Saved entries
============================================================
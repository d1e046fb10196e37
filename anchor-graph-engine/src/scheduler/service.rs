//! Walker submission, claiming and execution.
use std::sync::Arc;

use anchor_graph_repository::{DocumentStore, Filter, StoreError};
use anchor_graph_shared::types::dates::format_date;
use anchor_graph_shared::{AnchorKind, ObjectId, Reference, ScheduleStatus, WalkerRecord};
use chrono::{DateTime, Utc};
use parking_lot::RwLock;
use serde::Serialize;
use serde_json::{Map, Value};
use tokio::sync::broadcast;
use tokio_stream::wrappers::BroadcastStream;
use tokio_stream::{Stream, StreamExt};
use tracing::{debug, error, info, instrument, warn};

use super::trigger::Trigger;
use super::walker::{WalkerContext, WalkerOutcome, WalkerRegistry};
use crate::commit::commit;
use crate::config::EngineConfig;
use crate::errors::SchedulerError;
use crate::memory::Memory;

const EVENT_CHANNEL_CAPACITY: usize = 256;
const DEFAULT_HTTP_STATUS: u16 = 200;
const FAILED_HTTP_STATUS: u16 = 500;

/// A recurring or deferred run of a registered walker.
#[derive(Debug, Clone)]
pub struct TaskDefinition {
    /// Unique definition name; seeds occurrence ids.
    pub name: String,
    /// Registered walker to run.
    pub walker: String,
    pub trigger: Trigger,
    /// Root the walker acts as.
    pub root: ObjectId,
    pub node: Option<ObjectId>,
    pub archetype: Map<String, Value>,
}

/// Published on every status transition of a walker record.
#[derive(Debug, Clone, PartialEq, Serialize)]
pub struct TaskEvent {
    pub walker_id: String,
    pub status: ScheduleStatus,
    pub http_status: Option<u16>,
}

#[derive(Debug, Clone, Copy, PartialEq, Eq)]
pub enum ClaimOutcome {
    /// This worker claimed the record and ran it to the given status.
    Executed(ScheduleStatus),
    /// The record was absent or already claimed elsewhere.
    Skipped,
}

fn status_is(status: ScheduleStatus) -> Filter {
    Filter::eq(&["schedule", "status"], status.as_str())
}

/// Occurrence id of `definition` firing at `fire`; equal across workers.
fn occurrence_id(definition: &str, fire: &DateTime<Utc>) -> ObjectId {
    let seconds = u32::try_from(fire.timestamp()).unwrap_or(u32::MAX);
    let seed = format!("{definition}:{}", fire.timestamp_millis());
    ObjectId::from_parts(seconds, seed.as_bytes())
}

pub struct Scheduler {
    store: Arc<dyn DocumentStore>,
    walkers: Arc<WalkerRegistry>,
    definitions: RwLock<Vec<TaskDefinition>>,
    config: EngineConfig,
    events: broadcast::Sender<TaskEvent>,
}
============================================================
### Exercise requirements
Search the entries for the word "TaskEvent". Copy every line where it occurs.

### The answer
pub struct TaskEvent {
    events: broadcast::Sender<TaskEvent>,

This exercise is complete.